### GOAL OF THE EXERCISE:
Retype the line with "fails - probably" in it, then each line after it to the end of the data, word for word.
___
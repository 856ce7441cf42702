use std::{
    env,
    fmt::Debug,
    io,
    str::FromStr,
};

use tracing::Level;
use tracing_subscriber::EnvFilter;

/// Read a configuration value from the environment, falling back to `default`
/// when the variable is unset or unparseable. Overrides are logged so a
/// misbehaving deployment can be diagnosed from its startup output.
pub fn env_config<T: Debug + FromStr>(name: &str, default: T) -> T
where
    <T as FromStr>::Err: Debug,
{
    let var_s = match env::var(name) {
        Ok(s) => s,
        Err(env::VarError::NotPresent) => return default,
        Err(env::VarError::NotUnicode(..)) => {
            tracing::warn!("Invalid value for {name}, falling back to {default:?}.");
            return default;
        },
    };
    match T::from_str(&var_s) {
        Ok(v) => {
            tracing::info!("Overriding {name} to {v:?} from environment");
            v
        },
        Err(e) => {
            tracing::warn!("Invalid value {var_s} for {name}, falling back to {default:?}: {e:?}");
            default
        },
    }
}

/// Call this from services at startup.
pub fn config_service() {
    let color_disabled = std::env::var("NO_COLOR").is_ok();
    let builder = tracing_subscriber::fmt()
        .with_ansi(!color_disabled)
        .with_writer(io::stdout)
        .with_env_filter(
            EnvFilter::try_from_default_env()
                .unwrap_or_else(|_| EnvFilter::new(Level::INFO.as_str())),
        );
    match std::env::var("LOG_FORMAT") {
        Ok(s) if s == "json" => builder.json().init(),
        Ok(s) if s == "pretty" => builder.pretty().init(),
        _ => builder.compact().init(),
    }
}

pub fn config_test() {
    // Try to initialize tracing_subcriber. Ok if it fails - probably
    // means it was initialized already. Ok to be non-rigorous here, because
    // it's very hard to run initialization of logging in tests, so we tend to
    // toss it in common helper methods all over.
    let _ = tracing_subscriber::fmt()
        .with_env_filter(tracing_subscriber::EnvFilter::from_default_env())
        .with_test_writer()
        .compact()
        .try_init();
}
___
### ANSWER BOX:
    // Try to initialize tracing_subcriber. Ok if it fails - probably
    // means it was initialized already. Ok to be non-rigorous here, because
    // it's very hard to run initialization of logging in tests, so we tend to
    // toss it in common helper methods all over.
    let _ = tracing_subscriber::fmt()
        .with_env_filter(tracing_subscriber::EnvFilter::from_default_env())
        .with_test_writer()
        .compact()
        .try_init();
}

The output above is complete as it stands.